Whenever a disturbed White man or boy with easy access to guns goes off and commits mass murder, the nation collectively hangs its head low and looks for ways to humanize this brand of monster.

This happens for numerous reasons. The most obvious being that when you’re White, you are afforded the luxury of not being immediately deemed the kind of brut that all of the “others” are depicted as. Never mind that White men are primarily responsible for these shorts of mass killings in recent years.

Likewise, when the subject of mental illness comes up, it often feels like a cheap method of deflection given those suffering from mental illness are found to be more likely to be victims of violence than they are perpetrators. Of course, it’s easier for most politicians to pay lip service to the plight of mental illness than take on the gun industry that has allowed angry idiots like Elliot Rodger access to the weaponry flooding our country.

The same goes for the fact that if everyone truly cared about servicing the needs of the mentally ill— this means you, NRA when facing backlash—-we’d all be pushing for mental health spending to be restored to pre-Reagan administration levels.

That said, there was clearly something wrong the mind of Elliot Rodger. Something is awry if you want to go out and kill a bunch of people. Even so, this campaign to make him seem less “crazy” doesn’t minimize the reality that there is a culture present that emboldens people like him to operate under the unfortunate impression that he deserved certain privileges— which spurred him to harm those who would denied him what he felt he was owed.

As Rodger himself said in his disturbing final video, “Tomorrow is the day of retribution. The day in which I will have my revenge against humanity.”

And what exactly did humanity do to him? He explained: “For the last eight years of my life, ever since I’ve hit puberty, I’ve been forced to endure an existence of loneliness, rejection, and unfulfilled desires all because girls have never been attracted to me.”

Rodger also spoke of representing the “true alpha male.”

There are other reports now that show he was not wealthy, but had access to those with money— making him all the more resentful of things he didn’t have. Insensitive or not, but boo damn hoo to this miserable pariah of society. If there is a hell, may be he sitting directly on a hot coal in the seventh circle as he awaits being dropped in a deep fryer.
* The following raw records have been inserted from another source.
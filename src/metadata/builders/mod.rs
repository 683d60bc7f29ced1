//! Reflection-style builders for describing types.
//!
//! Source contracts (interfaces), host implementations (classes whose methods are Rust
//! closures), enums and the core library are all declared through these builders.
//! Each builder collects its description fluently and declares the type into a
//! [`TypeRegistry`] in one `build` call, which either registers a complete type or
//! fails without registering anything under the type's name.
//!
//! # Key Types
//! - [`InterfaceBuilder`] - Interfaces with methods, properties and generic parameters
//! - [`ClassBuilder`] - Classes and value types with fields, constructors and host methods
//! - [`EnumBuilder`] - Enums with an underlying primitive type
//! - [`MethodBuilder`], [`ParamSpec`], [`GenericParamSpec`] - Member descriptions

mod class;
mod enums;
mod interface;
mod method;

pub use class::ClassBuilder;
pub use enums::EnumBuilder;
pub use interface::InterfaceBuilder;
pub use method::{GenericParamSpec, MethodBuilder, ParamSpec};

pub(crate) use method::declare_generic_params;

use std::sync::Arc;

use crate::{
    metadata::{
        customattributes::CustomAttributeValue,
        method::MethodModifiers,
        tables::Property,
        token::TableId,
        typesystem::{CilFlavor, CilType, CilTypeRc, CilTypeRef, TypeAttributes, TypeRegistry},
    },
    Result,
};

/// A property with optional accessor builders
#[derive(Clone)]
pub(crate) struct PropertySpec {
    name: String,
    ty: CilTypeRc,
    getter: Option<MethodBuilder>,
    setter: Option<MethodBuilder>,
}

impl PropertySpec {
    pub(crate) fn new(
        name: impl Into<String>,
        ty: &CilTypeRc,
        getter: Option<MethodBuilder>,
        setter: Option<MethodBuilder>,
    ) -> Self {
        PropertySpec {
            name: name.into(),
            ty: ty.clone(),
            getter,
            setter,
        }
    }

    /// Transform both accessor builders
    pub(crate) fn map_accessors(mut self, f: impl Fn(MethodBuilder) -> MethodBuilder) -> Self {
        self.getter = self.getter.map(&f);
        self.setter = self.setter.map(&f);
        self
    }

    /// Declare the accessors and the property on `declaring`
    pub(crate) fn build(self, registry: &TypeRegistry, declaring: &CilTypeRc) -> Result<()> {
        let property = Arc::new(Property::new(
            registry.alloc_token(TableId::Property),
            self.name,
            0,
            &self.ty,
        ));

        if let Some(getter) = self.getter {
            let getter = getter
                .add_flags(MethodModifiers::SPECIAL_NAME.bits())
                .build(registry, declaring)?;
            property.set_getter(getter)?;
        }
        if let Some(setter) = self.setter {
            let setter = setter
                .add_flags(MethodModifiers::SPECIAL_NAME.bits())
                .build(registry, declaring)?;
            property.set_setter(setter)?;
        }

        declaring.properties.push(property);
        Ok(())
    }
}

/// Shared type skeleton of all builders
#[derive(Clone)]
pub(crate) struct TypeSpecification {
    namespace: String,
    name: String,
    flags: TypeAttributes,
    declaring: Option<CilTypeRc>,
    generic_params: Vec<GenericParamSpec>,
    interfaces: Vec<CilTypeRc>,
    custom_attributes: Vec<CustomAttributeValue>,
}

impl TypeSpecification {
    pub(crate) fn new(namespace: &str, name: &str, flags: TypeAttributes) -> Self {
        TypeSpecification {
            namespace: namespace.to_string(),
            name: name.to_string(),
            flags,
            declaring: None,
            generic_params: Vec::new(),
            interfaces: Vec::new(),
            custom_attributes: Vec::new(),
        }
    }

    /// Create the type with its generic parameters, interfaces and attributes, not yet registered
    pub(crate) fn declare(
        &self,
        registry: &TypeRegistry,
        flavor: CilFlavor,
        base: Option<&CilTypeRc>,
    ) -> Result<CilTypeRc> {
        let namespace = if self.declaring.is_some() {
            String::new()
        } else {
            self.namespace.clone()
        };

        let declared = Arc::new(CilType::new(
            registry.alloc_token(TableId::TypeDef),
            flavor,
            namespace,
            self.name.clone(),
            self.flags,
        ));

        if let Some(declaring) = &self.declaring {
            declared.set_declaring_type(declaring)?;
        }
        if let Some(base) = base {
            declared.set_base(base)?;
        }
        declare_generic_params(registry, &declared.generic_params, &self.generic_params, false);
        for iface in &self.interfaces {
            declared.interfaces.push(CilTypeRef::new(iface));
        }
        for attribute in &self.custom_attributes {
            declared.custom_attributes.push(Arc::new(attribute.clone()));
        }

        Ok(declared)
    }
}

#[cfg(test)]
mod tests {
    use super::*;
    use crate::{
        metadata::tables::{DefaultValue, ParamAttributes},
        metadata::typesystem::CilPrimitiveData,
        Error,
    };

    #[test]
    fn test_interface_property_accessors() -> Result<()> {
        let registry = TypeRegistry::new()?;
        let string = registry.wellknown("System.String")?;
        let named = InterfaceBuilder::new("Demo", "INamed")
            .property("Name", &string, true, true)
            .property("Id", &string, true, false)
            .build(&registry)?;

        assert!(named.is_interface());
        assert!(named.is_abstract());
        assert_eq!(named.properties.count(), 2);
        assert_eq!(named.methods.count(), 3);

        let name = named.properties.get(0).unwrap();
        assert!(name.is_fully_defined());
        let getter = name.getter().unwrap();
        assert_eq!(getter.name, "get_Name");
        assert!(getter.is_abstract());
        assert_eq!(name.setter().unwrap().param_count(), 1);
        Ok(())
    }

    #[test]
    fn test_nested_visibility() -> Result<()> {
        let registry = TypeRegistry::new()?;
        let outer = ClassBuilder::new("Demo", "Outer").build(&registry)?;
        let inner = InterfaceBuilder::new("Demo", "IInner")
            .nested_in(&outer)
            .build(&registry)?;
        let hidden = InterfaceBuilder::new("Demo", "IHidden")
            .nested_in(&outer)
            .visibility(TypeAttributes::NESTED_PRIVATE)
            .build(&registry)?;

        assert_eq!(inner.fullname(), "Demo.Outer+IInner");
        assert!(inner.is_visible());
        assert!(!hidden.is_visible());
        Ok(())
    }

    #[test]
    fn test_class_defaults() -> Result<()> {
        let registry = TypeRegistry::new()?;
        let int32 = registry.wellknown("System.Int32")?;
        let counter = ClassBuilder::new("Demo", "Counter")
            .field("count", &int32)
            .build(&registry)?;

        assert_eq!(counter.base().unwrap().fullname(), "System.Object");
        assert_eq!(counter.constructors().len(), 1);
        assert!(counter.field_by_name("count").is_some());
        assert!(!counter.is_value_type());
        Ok(())
    }

    #[test]
    fn test_optional_parameter() -> Result<()> {
        let registry = TypeRegistry::new()?;
        let int32 = registry.wellknown("System.Int32")?;
        let paged = InterfaceBuilder::new("Demo", "IPaged")
            .method(
                MethodBuilder::new("Page").param_spec(
                    ParamSpec::new("size", &int32)
                        .optional(&DefaultValue::Value(CilPrimitiveData::I4(20))),
                ),
            )
            .build(&registry)?;

        let param = paged.method_by_name("Page").unwrap().parameters()[0].clone();
        assert!(param.is_optional());
        assert_ne!(param.attributes() & ParamAttributes::HAS_DEFAULT, 0);
        assert_eq!(
            param.read_default()?,
            DefaultValue::Value(CilPrimitiveData::I4(20))
        );
        Ok(())
    }

    #[test]
    fn test_enum_underlying() -> Result<()> {
        let registry = TypeRegistry::new()?;
        let level = EnumBuilder::new("Demo", "Level")
            .underlying(CilFlavor::U1)
            .variant("Low", 0)
            .variant("High", 200)
            .build(&registry)?;

        assert!(level.is_enum());
        assert!(level.is_value_type());
        assert_eq!(level.enum_underlying().unwrap().fullname(), "System.Byte");

        let overflow = EnumBuilder::new("Demo", "Broken")
            .underlying(CilFlavor::U1)
            .variant("Big", 300)
            .build(&registry);
        assert!(matches!(overflow, Err(Error::TypeConversionInvalid { .. })));
        Ok(())
    }
}
//! Object model that proxy types are described in and synthesized into.
//!
//! This module mirrors the ECMA-335 metadata model closely enough that synthesized
//! types carry real tokens, flag words, constants and CIL bodies, while staying an
//! in-memory, append-only structure rather than a file format.
//!
//! # Key Components
//!
//! - [`typesystem`] - Types, the concurrent [`typesystem::TypeRegistry`] and the core library
//! - [`method`] - Methods, flags, implementations and body headers
//! - [`tables`] - Parameters, fields, properties, generic parameters, constants and method specs
//! - [`customattributes`] - Custom attribute instances and their reflection-style data view
//! - [`builders`] - Fluent builders for interfaces, classes and enums
//! - [`diagnostics`] - Append-only diagnostics collected during synthesis
//! - [`token`] - Metadata table row references used throughout
//!
//! # Examples
//!
//! ```rust
//! use cilproxy::metadata::{
//!     builders::{InterfaceBuilder, MethodBuilder},
//!     typesystem::TypeRegistry,
//! };
//!
//! let registry = TypeRegistry::new()?;
//! let string = registry.wellknown("System.String")?;
//!
//! let greeter = InterfaceBuilder::new("Demo", "IGreeter")
//!     .method(MethodBuilder::new("Greet").param("name", &string).returns(&string))
//!     .build(&registry)?;
//!
//! assert!(greeter.is_interface());
//! assert_eq!(greeter.fullname(), "Demo.IGreeter");
//! # Ok::<(), cilproxy::Error>(())
//! ```

/// Reflection-style builders for interfaces, classes and enums
pub mod builders;
/// Implementation of custom attribute representation
pub mod customattributes;
/// Diagnostics collected while synthesizing
pub mod diagnostics;
/// Methods, their flags and bodies
pub mod method;
/// Owned member rows: params, fields, properties, generic params, constants, method specs
pub mod tables;
/// Commonly used metadata token type
pub mod token;
/// Implementation of the type system
pub mod typesystem;
//! Method flags and calling conventions.
//!
//! # Key Types
//! - [`MethodAccessFlags`], [`MethodVtableFlags`], [`MethodModifiers`]: Attribute flags, split
//!   into the three groups of the `MethodAttributes` word
//! - [`CallingConvention`]: Signature calling convention bits
//! - [`MethodBodyFlags`]: Method body header flags

use bitflags::bitflags;

/// Bitmask for `ACCESS` state extraction
pub const METHOD_ACCESS_MASK: u32 = 0x0007;
/// Bitmask for `VTABLE_LAYOUT` information extraction
pub const METHOD_VTABLE_LAYOUT_MASK: u32 = 0x0100;

bitflags! {
    #[derive(Debug, Clone, Copy, PartialEq, Eq)]
    /// Method access flags
    pub struct MethodAccessFlags: u32 {
        /// Member not referenceable
        const COMPILER_CONTROLLED = 0x0000;
        /// Accessible only by the parent type
        const PRIVATE = 0x0001;
        /// Accessible by sub-types only in this Assembly
        const FAM_AND_ASSEM = 0x0002;
        /// Accessibly by anyone in the Assembly
        const ASSEM = 0x0003;
        /// Accessible only by type and sub-types
        const FAMILY = 0x0004;
        /// Accessibly by sub-types anywhere, plus anyone in assembly
        const FAM_OR_ASSEM = 0x0005;
        /// Accessibly by anyone who has visibility to this scope
        const PUBLIC = 0x0006;
    }
}

impl MethodAccessFlags {
    /// Extract access flags from raw method attributes
    #[must_use]
    pub fn from_method_flags(flags: u32) -> Self {
        Self::from_bits_truncate(flags & METHOD_ACCESS_MASK)
    }
}

bitflags! {
    #[derive(Debug, Clone, Copy, PartialEq, Eq)]
    /// Method vtable layout flags
    pub struct MethodVtableFlags: u32 {
        /// Method reuses existing slot in vtable
        const REUSE_SLOT = 0x0000;
        /// Method always gets a new slot in the vtable
        const NEW_SLOT = 0x0100;
    }
}

impl MethodVtableFlags {
    /// Extract vtable layout from raw method attributes
    #[must_use]
    pub fn from_method_flags(flags: u32) -> Self {
        Self::from_bits_truncate(flags & METHOD_VTABLE_LAYOUT_MASK)
    }
}

bitflags! {
    #[derive(Debug, Clone, Copy, PartialEq, Eq)]
    /// Method modifiers and properties
    pub struct MethodModifiers: u32 {
        /// Defined on type, else per instance
        const STATIC = 0x0010;
        /// Method cannot be overridden
        const FINAL = 0x0020;
        /// Method is virtual
        const VIRTUAL = 0x0040;
        /// Method hides by name+sig, else just by name
        const HIDE_BY_SIG = 0x0080;
        /// Method can only be overriden if also accessible
        const STRICT = 0x0200;
        /// Method does not provide an implementation
        const ABSTRACT = 0x0400;
        /// Method is special
        const SPECIAL_NAME = 0x0800;
        /// CLI provides 'special' behavior, depending upon the name of the method
        const RTSPECIAL_NAME = 0x1000;
    }
}

impl MethodModifiers {
    /// Extract modifiers from raw method attributes
    #[must_use]
    pub fn from_method_flags(flags: u32) -> Self {
        Self::from_bits_truncate(flags & !METHOD_ACCESS_MASK & !METHOD_VTABLE_LAYOUT_MASK)
    }
}

bitflags! {
    #[derive(Debug, Clone, Copy, PartialEq, Eq)]
    /// Calling convention bits of a method signature, §II.23.2.1
    pub struct CallingConvention: u8 {
        /// Static method, no receiver
        const DEFAULT = 0x00;
        /// Variable argument list
        const VARARG = 0x05;
        /// Method declares generic parameters
        const GENERIC = 0x10;
        /// Instance method, receives `this`
        const HAS_THIS = 0x20;
        /// `this` is passed explicitly as the first parameter
        const EXPLICIT_THIS = 0x40;
    }
}

bitflags! {
    #[derive(PartialEq)]
    /// Method body header flags
    pub struct MethodBodyFlags: u16 {
        /// Tiny method header (1 byte)
        const TINY_FORMAT = 0x2;
        /// Fat method header (12 bytes)
        const FAT_FORMAT = 0x3;
        /// More sections follow the code
        const MORE_SECTS = 0x8;
        /// Zero-initialize all locals
        const INIT_LOCALS = 0x10;
    }
}

#[cfg(test)]
mod tests {
    use super::*;

    #[test]
    fn test_flag_groups_split() {
        // PUBLIC | FINAL | VIRTUAL | HIDE_BY_SIG | NEW_SLOT
        let raw = 0x0006 | 0x0020 | 0x0040 | 0x0080 | 0x0100;

        assert_eq!(
            MethodAccessFlags::from_method_flags(raw),
            MethodAccessFlags::PUBLIC
        );
        assert_eq!(
            MethodVtableFlags::from_method_flags(raw),
            MethodVtableFlags::NEW_SLOT
        );
        assert_eq!(
            MethodModifiers::from_method_flags(raw),
            MethodModifiers::FINAL | MethodModifiers::VIRTUAL | MethodModifiers::HIDE_BY_SIG
        );
    }
}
I’ve read that his family tried to intervene before the rampage, but somewhere along the way, I wonder if someone ever informed him that his genitalia did not give him some sort of magical power to get whatever attention from girls he thought he was owed. Having a male orga is not the same thing as holding the key to whatever it is you think you’re entitled to. Patriarchy has many a pitiful sap confused about life and how it should work.

It gives these the men idea that women are something to be won—which is all about their perceived source of power, and ultimately, their sense self worth. Rodgers himself said, “I deserve girls much more than all those slobs.” Combine that with the sort of rampant misogyny that continues to plague us and we’re all potentially prone to die at the hands of some emotionally scared lunatic who can find a gun as fast as he can a fast food restaurant. All because he wasn’t getting any.
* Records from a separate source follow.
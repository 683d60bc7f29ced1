//! Integration tests for forwarding proxies.
//!
//! Every test describes a contract and a host implementation through the builders,
//! synthesizes the forwarding proxy and executes it with the embedded runtime.

use std::sync::{Arc, Mutex};

use cilproxy::prelude::*;

fn flyer(registry: &TypeRegistry) -> Result<(CilTypeRc, CilTypeRc)> {
    let string = registry.wellknown("System.String")?;
    let int32 = registry.wellknown("System.Int32")?;

    let flyer = InterfaceBuilder::new("Zoo", "IFlyer")
        .method(
            MethodBuilder::new("Fly")
                .param("message", &string)
                .returns(&int32),
        )
        .build(registry)?;
    let bird = ClassBuilder::new("Zoo", "Bird")
        .implements(&flyer)
        .method(
            MethodBuilder::new("Fly")
                .param("message", &string)
                .returns(&int32)
                .host(|_, _| Ok(EmValue::I32(5))),
        )
        .build(registry)?;

    Ok((flyer, bird))
}

/// A forwarding proxy around a `Bird` returns what the bird returns.
#[test]
fn test_flyer_forwarding_returns_five() -> Result<()> {
    let registry = Arc::new(TypeRegistry::new()?);
    let (flyer, bird) = flyer(&registry)?;
    let generator = ProxyGenerator::new(registry.clone(), SynthesisConfig::default());

    let proxy_type = generator.create_forwarding_proxy_type(&flyer, &bird)?;
    assert_eq!(proxy_type.fullname(), "DynamicProxy.Types.IFlyerProxy");
    assert!(proxy_type.is_assignable_to(&flyer));

    let runtime = generator.runtime();
    let backing = runtime.new_object(&bird, vec![])?;
    let proxy = runtime.new_object(&proxy_type, vec![backing])?;
    let fly = flyer.method_by_name("Fly").unwrap();

    let result = runtime.invoke_virtual(&proxy, &fly, vec![runtime.new_string("hello")?])?;
    assert_eq!(result.as_i32(), Some(5));
    Ok(())
}

/// Arguments reach the backing instance unchanged and in order.
#[test]
fn test_arguments_are_forwarded_unchanged() -> Result<()> {
    let registry = Arc::new(TypeRegistry::new()?);
    let int32 = registry.wellknown("System.Int32")?;
    let int64 = registry.wellknown("System.Int64")?;

    let math = InterfaceBuilder::new("Calc", "IMath")
        .method(
            MethodBuilder::new("Sub")
                .param("a", &int32)
                .param("b", &int64)
                .returns(&int64),
        )
        .build(&registry)?;
    let calculator = ClassBuilder::new("Calc", "Calculator")
        .implements(&math)
        .method(
            MethodBuilder::new("Sub")
                .param("a", &int32)
                .param("b", &int64)
                .returns(&int64)
                .host(|_, call| {
                    let a = call.arg(0)?.as_i32().unwrap_or_default();
                    let b = call.arg(1)?.as_i64().unwrap_or_default();
                    Ok(EmValue::I64(i64::from(a) - b))
                }),
        )
        .build(&registry)?;

    let generator = ProxyGenerator::new(registry.clone(), SynthesisConfig::default());
    let proxy_type = generator.create_forwarding_proxy_type(&math, &calculator)?;
    let runtime = generator.runtime();
    let proxy = runtime.new_object(&proxy_type, vec![runtime.new_object(&calculator, vec![])?])?;

    let sub = math.method_by_name("Sub").unwrap();
    let result = runtime.invoke_virtual(&proxy, &sub, vec![EmValue::I32(10), EmValue::I64(3)])?;
    assert_eq!(result.as_i64(), Some(7));
    Ok(())
}

/// A read/write property gets one getter and one setter, and round-trips a value.
#[test]
fn test_property_round_trip() -> Result<()> {
    let registry = Arc::new(TypeRegistry::new()?);
    let string = registry.wellknown("System.String")?;
    let named = InterfaceBuilder::new("People", "INamed")
        .property("Name", &string, true, true)
        .build(&registry)?;

    let stored = Arc::new(Mutex::new(String::new()));
    let (read, write) = (stored.clone(), stored.clone());
    let person = ClassBuilder::new("People", "Person")
        .implements(&named)
        .property(
            "Name",
            &string,
            Some(
                MethodBuilder::new("get_Name")
                    .returns(&string)
                    .host(move |runtime, _| {
                        let value = read.lock().map_err(|_| Error::LockError)?.clone();
                        runtime.new_string(&value)
                    }),
            ),
            Some(
                MethodBuilder::new("set_Name")
                    .param("value", &string)
                    .host(move |runtime, call| {
                        let value = runtime.string_value(call.arg(0)?)?.unwrap_or_default();
                        *write.lock().map_err(|_| Error::LockError)? = value.to_string();
                        Ok(EmValue::Void)
                    }),
            ),
        )
        .build(&registry)?;

    let generator = ProxyGenerator::new(registry.clone(), SynthesisConfig::default());
    let proxy_type = generator.create_forwarding_proxy_type(&named, &person)?;
    assert_eq!(proxy_type.properties.count(), 1);
    assert_eq!(proxy_type.methods_by_name("get_Name").len(), 1);
    assert_eq!(proxy_type.methods_by_name("set_Name").len(), 1);
    let property = proxy_type.properties.get(0).unwrap();
    assert!(property.getter().is_some() && property.setter().is_some());

    let runtime = generator.runtime();
    let proxy = runtime.new_object(&proxy_type, vec![runtime.new_object(&person, vec![])?])?;
    let interface_property = named.properties.get(0).unwrap();
    let setter = interface_property.setter().unwrap();
    let getter = interface_property.getter().unwrap();

    runtime.invoke_virtual(&proxy, &setter, vec![runtime.new_string("Ada")?])?;
    assert_eq!(*stored.lock().unwrap(), "Ada");
    let value = runtime.invoke_virtual(&proxy, &getter, vec![])?;
    assert_eq!(runtime.string_value(&value)?, Some("Ada"));
    Ok(())
}

/// A generic interface definition yields a generic proxy that works once instantiated.
#[test]
fn test_generic_interface_forwarding() -> Result<()> {
    let registry = Arc::new(TypeRegistry::new()?);
    let int32 = registry.wellknown("System.Int32")?;
    let t = registry.generic_parameter(0, false)?;

    let repo = InterfaceBuilder::new("Data", "IRepo`1")
        .generic_param(GenericParamSpec::new("T"))
        .method(MethodBuilder::new("Get").returns(&t))
        .build(&registry)?;
    let open_repo = registry.make_generic_instance(&repo, &[t.clone()])?;
    let store = ClassBuilder::new("Data", "Store`1")
        .generic_param(GenericParamSpec::new("T"))
        .implements(&open_repo)
        .method(
            MethodBuilder::new("Get")
                .returns(&t)
                .host(|_, _| Ok(EmValue::I32(9))),
        )
        .build(&registry)?;

    let generator = ProxyGenerator::new(registry.clone(), SynthesisConfig::default());
    let proxy_definition = generator.create_forwarding_proxy_type(&repo, &store)?;
    assert_eq!(proxy_definition.fullname(), "DynamicProxy.Types.IRepoProxy`1");
    assert!(proxy_definition.is_generic_definition());

    let runtime = generator.runtime();
    let proxy_type = registry.make_generic_instance(&proxy_definition, &[int32.clone()])?;
    let store_of_int = registry.make_generic_instance(&store, &[int32])?;
    let proxy = runtime.new_object(&proxy_type, vec![runtime.new_object(&store_of_int, vec![])?])?;

    let get = repo.method_by_name("Get").unwrap();
    assert_eq!(runtime.invoke_virtual(&proxy, &get, vec![])?.as_i32(), Some(9));

    // the open definition itself cannot be instantiated
    assert!(runtime.new_object(&proxy_definition, vec![EmValue::Null]).is_err());
    Ok(())
}

/// Forwarding proxies expose the instance they wrap; other objects do not.
#[test]
fn test_original_instance() -> Result<()> {
    let registry = Arc::new(TypeRegistry::new()?);
    let (flyer, bird) = flyer(&registry)?;
    let generator = ProxyGenerator::new(registry.clone(), SynthesisConfig::default());
    let proxy_type = generator.create_forwarding_proxy_type(&flyer, &bird)?;

    let runtime = generator.runtime();
    let backing = runtime.new_object(&bird, vec![])?;
    let proxy = runtime.new_object(&proxy_type, vec![backing.clone()])?;

    let original = runtime.original_instance(&proxy)?.unwrap();
    assert!(Arc::ptr_eq(original.object()?, backing.object()?));
    assert!(runtime.original_instance(&backing)?.is_none());
    Ok(())
}

/// A backing value that does not satisfy the interface is rejected at construction.
#[test]
fn test_argument_mismatch_at_instantiation() -> Result<()> {
    let registry = Arc::new(TypeRegistry::new()?);
    let (flyer, bird) = flyer(&registry)?;
    let generator = ProxyGenerator::new(registry.clone(), SynthesisConfig::default());
    let proxy_type = generator.create_forwarding_proxy_type(&flyer, &bird)?;
    let runtime = generator.runtime();

    let not_a_flyer = runtime.new_string("pebble")?;
    assert!(matches!(
        runtime.new_object(&proxy_type, vec![not_a_flyer]),
        Err(Error::ArgumentMismatch(_))
    ));
    assert!(matches!(
        runtime.new_object(&proxy_type, vec![EmValue::I32(1)]),
        Err(Error::ArgumentMismatch(_))
    ));
    assert!(matches!(
        runtime.new_object(&proxy_type, vec![]),
        Err(Error::ArgumentMismatch(_))
    ));
    Ok(())
}

/// Default values are copied, and defects are recovered with a diagnostic.
#[test]
fn test_default_values_follow_policy() -> Result<()> {
    let registry = Arc::new(TypeRegistry::new()?);
    let int32 = registry.wellknown("System.Int32")?;
    let date = registry.wellknown("System.DateTime")?;

    let paged = InterfaceBuilder::new("Data", "IPaged")
        .method(
            MethodBuilder::new("Page")
                .param_spec(
                    ParamSpec::new("size", &int32)
                        .optional(&DefaultValue::Value(CilPrimitiveData::I4(20))),
                )
                .param_spec(
                    ParamSpec::new("since", &date)
                        .optional_constant(Constant::from_value(&CilPrimitiveData::I8(0))),
                ),
        )
        .build(&registry)?;
    let pager = ClassBuilder::new("Data", "Pager")
        .implements(&paged)
        .method(
            MethodBuilder::new("Page")
                .param("size", &int32)
                .param("since", &date)
                .host(|_, _| Ok(EmValue::Void)),
        )
        .build(&registry)?;

    let generator = ProxyGenerator::new(registry.clone(), SynthesisConfig::default());
    let proxy_type = generator.create_forwarding_proxy_type(&paged, &pager)?;
    let params = proxy_type.method_by_name("Page").unwrap().parameters();

    assert_eq!(params[0].name.as_deref(), Some("size"));
    assert_eq!(
        params[0].read_default()?,
        DefaultValue::Value(CilPrimitiveData::I4(20))
    );
    // the DateTime constant reads as null, which a value type cannot store
    assert!(params[1].is_optional());
    assert_eq!(params[1].read_default()?, DefaultValue::Missing);
    assert!(!generator
        .diagnostics()
        .by_category(DiagnosticCategory::DefaultValue)
        .is_empty());

    // with replication disabled, nothing but the parameter shape is copied
    let minimal = ProxyGenerator::new(registry.clone(), SynthesisConfig::minimal());
    let proxy_type = minimal.create_forwarding_proxy_type(&paged, &pager)?;
    let params = proxy_type.method_by_name("Page").unwrap().parameters();
    assert_eq!(params.len(), 2);
    assert_eq!(params[0].read_default()?, DefaultValue::Missing);
    Ok(())
}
And when I say misogyny, I’m referring to folks like Glenn Beck, who days after Rodger’s killing spree, aired a rape comedy skit to peddle the theory that not as many women are raped as studies suggest.

Worse, as Salon’s Mary Elizabeth Williams notes in a recent piece, there has been unfair treatment of the “evil bitch” Elliot Rodger claims is the inspiration behind his acts of murder. Ever classy, the New York Post ran bikini pictures of the woman in question and deemed her “the aspiring model whose childhood rejection of Elliot Rodger lit the fuse that turned him into a murderous madman,” subtly shading the fact that she “barely remembers him.”

Expecting restraint from the New York Post is about as reasonable request as me holding a kiss-in at a KKK rally, but that doesn’t make the publication’s decision to run that story that way – along with her name – to be any less despicable. It plays right into the sort of warped frame of thinking that helped provoke Elliot Rodger.

The same applies to other men who react just as violently when rejected by women – including women attacked with acid, bowling balls, glass bottles, and others raped and beaten or fatally stabbed.

I’m all for discussion about Elliot Rodger, but not in the context of ‘that poor misguided soul,’ nor ‘sexy blonde’s rejection turns man into murderer.’ Mostly because he may not be as much an outlier as we think he is. This culture of male entitlement has to change. Otherwise, we’ll only be discussing these monsters far more frequently.